Work required
For the entries below, repeat exactly each line starting with the one that contains "fn pass(_: &mut" and going on through the one that contains "assert_eq!(reporter.test_count(), 3);", and no others.

Extracted information
┏━━
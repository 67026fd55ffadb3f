//! Process-based parallel execution
//!
//! The controller serves the queue over a local socket and spawns worker
//! processes (normally the same binary with `--worker <socket>`). Each
//! worker pulls items until the queue is drained and pushes back one
//! partial reporter per test.

use anyhow::Result;
use std::path::Path;
use std::sync::Arc;

use crate::case::Registry;
use crate::config::Options;
use crate::models::Reporter;

use super::WorkQueue;

/// Process-based executor
pub struct ProcessExecutor {
    registry: Arc<Registry>,
    options: Options,
}

impl ProcessExecutor {
    /// `registry` only describes leftover items; the workers run their own
    pub fn new(registry: Arc<Registry>, options: Options) -> Self {
        Self { registry, options }
    }

    /// Flags a worker process needs to report the way the controller does
    fn worker_args(&self) -> Vec<&'static str> {
        let color = if self.options.color { "--color" } else { "--no-color" };
        vec![color, "--plain", "--format", self.options.format.name()]
    }
}

#[cfg(unix)]
mod imp {
    use super::*;
    use anyhow::Context;
    use futures::future::join_all;
    use tracing::{debug, info, warn};

    use crate::executor::protocol::Client;
    use crate::executor::server::QueueServer;
    use crate::executor::{runner, worker_count};
    use crate::error::LoupeError;

    impl ProcessExecutor {
        /// Drain `queue` through worker processes and return the merged
        /// reporter
        pub async fn run(&self, queue: WorkQueue) -> Result<Reporter> {
            let workers = worker_count(self.options.workers, queue.len());
            if workers == 0 {
                debug!("Nothing to run");
                return Ok(Reporter::new());
            }

            let program = match &self.options.worker_program {
                Some(program) => program.clone(),
                None => std::env::current_exe().context("Failed to locate current executable")?,
            };

            let server = QueueServer::bind(QueueServer::socket_path(), queue).await?;
            info!("Spawning {} worker processes", workers);

            let mut children = Vec::with_capacity(workers);
            for id in 0..workers {
                let child = tokio::process::Command::new(&program)
                    .arg("--worker")
                    .arg(server.path())
                    .args(self.worker_args())
                    .kill_on_drop(true)
                    .spawn()
                    .with_context(|| format!("Failed to spawn worker {}", program.display()))?;
                debug!("Worker {} started as pid {:?}", id, child.id());
                children.push(child);
            }

            let statuses = join_all(children.iter_mut().map(|child| child.wait())).await;
            let mut exit = None;
            for (id, status) in statuses.into_iter().enumerate() {
                match status {
                    Ok(status) if status.success() => debug!("Worker {} exited", id),
                    Ok(status) => {
                        warn!("Worker {} exited with {}; its current test is lost", id, status);
                        exit.get_or_insert_with(|| format!("worker exited with {status}"));
                    }
                    Err(err) => {
                        warn!("Failed to wait for worker {}: {}", id, err);
                        exit.get_or_insert_with(|| format!("worker was lost: {err}"));
                    }
                }
            }

            let (mut reporter, mut leftover) = server.finish().await?;
            if !leftover.is_empty() {
                let reason = exit.unwrap_or_else(|| "workers stopped early".to_string());
                warn!("{} tests were never run: {}", leftover.len(), reason);
                while let Some(item) = leftover.pop() {
                    reporter.merge(runner::crashed(
                        &self.registry,
                        &item,
                        &self.options,
                        format!("not run: {reason}"),
                    ));
                }
            }
            Ok(reporter)
        }
    }

    /// Worker process loop: pull, run, report, until the queue is drained
    pub fn run_worker(socket: &Path, registry: &Registry, options: &Options) -> Result<(), LoupeError> {
        let mut client = Client::connect(socket)?;

        loop {
            if client.is_empty()? {
                break;
            }
            let Some(item) = client.pop()? else {
                break;
            };
            let reporter = runner::execute(registry, &item, options);
            client.add_reporter(reporter)?;
        }

        debug!("Worker {} finished", std::process::id());
        Ok(())
    }
}

#[cfg(unix)]
pub use imp::run_worker;

#[cfg(not(unix))]
mod imp {
    use super::*;
    use crate::error::LoupeError;

    impl ProcessExecutor {
        pub async fn run(&self, _queue: WorkQueue) -> Result<Reporter> {
            Err(LoupeError::UnsupportedStrategy("processes").into())
        }
    }

    pub fn run_worker(_socket: &Path, _registry: &Registry, _options: &Options) -> Result<(), LoupeError> {
        Err(LoupeError::UnsupportedStrategy("processes"))
    }
}

#[cfg(not(unix))]
pub use imp::run_worker;

#[cfg(all(test, unix))]
mod tests {
    use super::*;
    use crate::case::{Test, TestCase, TestClass};
    use crate::error::Outcome;
    use crate::executor::server::QueueServer;
    use tempfile::TempDir;

    #[derive(Default)]
    struct Fixture;

    impl TestCase for Fixture {}

    fn pass(_: &mut Fixture, t: &mut Test) -> Outcome {
        t.expect(true).to_be_truthy()?;
        Ok(())
    }

    fn fail(_: &mut Fixture, t: &mut Test) -> Outcome {
        t.expect(Vec::<u8>::new()).to_not_be_empty()?;
        Ok(())
    }

    #[test]
    fn test_worker_args() {
        let executor = ProcessExecutor::new(Arc::new(Registry::new()), Options::quiet());
        assert_eq!(executor.worker_args(), vec!["--no-color", "--plain", "--format", "json"]);
    }

    #[tokio::test(flavor = "multi_thread", worker_threads = 2)]
    async fn test_workers_share_one_queue() {
        let mut registry = Registry::new();
        registry.register(
            TestClass::builder::<Fixture>("FixtureTest")
                .test_at("test_one", 1, pass)
                .test_at("test_two", 2, pass)
                .test_at("test_three", 3, fail)
                .build(),
        );
        let registry = Arc::new(registry);

        let dir = TempDir::new().unwrap();
        let path = dir.path().join("queue.sock");
        let queue = WorkQueue::populate(&registry, Some(1));
        let server = QueueServer::bind(path.clone(), queue).await.unwrap();

        // Two in-process stand-ins for worker processes
        let workers: Vec<_> = (0..2)
            .map(|_| {
                let registry = registry.clone();
                let path = path.clone();
                tokio::task::spawn_blocking(move || {
                    run_worker(&path, &registry, &Options::quiet())
                })
            })
            .collect();
        for worker in futures::future::join_all(workers).await {
            worker.unwrap().unwrap();
        }

        let (reporter, leftover) = server.finish().await.unwrap();
        assert!(leftover.is_empty());
        assert_eq!(reporter.test_count(), 3);
        assert_eq!(reporter.success_count(), 2);
        assert_eq!(reporter.failure_count(), 1);
        assert_eq!(reporter.failures()[0].test_name, "test_three");
    }

    #[tokio::test(flavor = "multi_thread", worker_threads = 2)]
    async fn test_dead_workers_leave_failed_tests() {
        let mut registry = Registry::new();
        registry.register(
            TestClass::builder::<Fixture>("FixtureTest")
                .test_at("test_one", 1, pass)
                .test_at("test_two", 2, pass)
                .build(),
        );
        let registry = Arc::new(registry);
        let options = Options {
            workers: Some(2),
            worker_program: Some("/bin/false".into()),
            ..Options::quiet()
        };

        let queue = WorkQueue::populate(&registry, None);
        let reporter = ProcessExecutor::new(registry, options)
            .run(queue)
            .await
            .unwrap();

        assert_eq!(reporter.test_count(), 2);
        assert_eq!(reporter.success_count(), 0);
        assert_eq!(reporter.failure_count(), 2);
        assert_eq!(reporter.exit_status(), 1);
        let failure = &reporter.failures()[0];
        assert!(failure.message.starts_with("not run: worker exited with"));
        assert_eq!(failure.class_name, "FixtureTest");
    }
}
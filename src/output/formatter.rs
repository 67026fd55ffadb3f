//! Summary formatters
//!
//! Plain text for people, JSON for tooling and for the pager's reruns.

use chrono::{DateTime, Utc};
use serde::{Deserialize, Serialize};
use std::io::Write;

use crate::models::Reporter;
use crate::utils::Timer;

/// Output format options
#[derive(Clone, Copy, Debug, Default, PartialEq, Eq, Serialize, Deserialize)]
#[serde(rename_all = "lowercase")]
pub enum OutputFormat {
    #[default]
    Plain,
    Json,
}

impl OutputFormat {
    pub fn from_str(s: &str) -> Option<Self> {
        match s.to_lowercase().as_str() {
            "plain" | "text" => Some(OutputFormat::Plain),
            "json" => Some(OutputFormat::Json),
            _ => None,
        }
    }

    pub fn name(&self) -> &'static str {
        match self {
            OutputFormat::Plain => "plain",
            OutputFormat::Json => "json",
        }
    }
}

/// Machine-readable summary of a run
#[derive(Clone, Debug, Serialize, Deserialize)]
pub struct JsonReport {
    pub started_at: DateTime<Utc>,
    pub elapsed_secs: f64,
    #[serde(flatten)]
    pub reporter: Reporter,
}

impl JsonReport {
    pub fn new(reporter: &Reporter, timer: &Timer) -> Self {
        Self {
            started_at: timer.started_at(),
            elapsed_secs: timer.elapsed_secs(),
            reporter: reporter.clone(),
        }
    }
}

/// Counters and timing, optionally followed by one line per failure
pub fn summary(reporter: &Reporter, elapsed_secs: f64, with_failures: bool) -> String {
    let report = if with_failures && !reporter.failures().is_empty() {
        let lines: Vec<String> = reporter.failures().iter().map(ToString::to_string).collect();
        format!("\n\n{}", lines.join("\n"))
    } else {
        String::new()
    };

    format!(
        "Tests: {} Expectations: {}\nPassed: {} Failures: {}{report}\n\nFinished in {elapsed_secs} seconds\n",
        reporter.test_count(),
        reporter.expectation_count(),
        reporter.success_count(),
        reporter.failure_count(),
    )
}

/// Final report printer for non-interactive runs
pub struct SummaryFormatter {
    format: OutputFormat,
}

impl SummaryFormatter {
    pub fn new(format: OutputFormat) -> Self {
        Self { format }
    }

    pub fn format_summary(&self, reporter: &Reporter, timer: &Timer) -> anyhow::Result<String> {
        match self.format {
            // Two blank lines separate the summary from the progress glyphs
            OutputFormat::Plain => Ok(format!(
                "\n\n{}",
                summary(reporter, timer.elapsed_secs(), true)
            )),
            OutputFormat::Json => {
                let json = serde_json::to_string_pretty(&JsonReport::new(reporter, timer))?;
                Ok(format!("{json}\n"))
            }
        }
    }

    pub fn write_summary(
        &self,
        out: &mut impl Write,
        reporter: &Reporter,
        timer: &Timer,
    ) -> anyhow::Result<()> {
        out.write_all(self.format_summary(reporter, timer)?.as_bytes())?;
        out.flush()?;
        Ok(())
    }
}

impl Default for SummaryFormatter {
    fn default() -> Self {
        Self::new(OutputFormat::Plain)
    }
}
┗━━
Reply
    fn pass(_: &mut Fixture, t: &mut Test) -> Outcome {
        t.expect(true).to_be_truthy()?;
        Ok(())
    }

    fn fail(_: &mut Fixture, t: &mut Test) -> Outcome {
        t.expect(Vec::<u8>::new()).to_not_be_empty()?;
        Ok(())
    }

    #[test]
    fn test_worker_args() {
        let executor = ProcessExecutor::new(Arc::new(Registry::new()), Options::quiet());
        assert_eq!(executor.worker_args(), vec!["--no-color", "--plain", "--format", "json"]);
    }

    #[tokio::test(flavor = "multi_thread", worker_threads = 2)]
    async fn test_workers_share_one_queue() {
        let mut registry = Registry::new();
        registry.register(
            TestClass::builder::<Fixture>("FixtureTest")
                .test_at("test_one", 1, pass)
                .test_at("test_two", 2, pass)
                .test_at("test_three", 3, fail)
                .build(),
        );
        let registry = Arc::new(registry);

        let dir = TempDir::new().unwrap();
        let path = dir.path().join("queue.sock");
        let queue = WorkQueue::populate(&registry, Some(1));
        let server = QueueServer::bind(path.clone(), queue).await.unwrap();

        // Two in-process stand-ins for worker processes
        let workers: Vec<_> = (0..2)
            .map(|_| {
                let registry = registry.clone();
                let path = path.clone();
                tokio::task::spawn_blocking(move || {
                    run_worker(&path, &registry, &Options::quiet())
                })
            })
            .collect();
        for worker in futures::future::join_all(workers).await {
            worker.unwrap().unwrap();
        }

        let (reporter, leftover) = server.finish().await.unwrap();
        assert!(leftover.is_empty());
        assert_eq!(reporter.test_count(), 3);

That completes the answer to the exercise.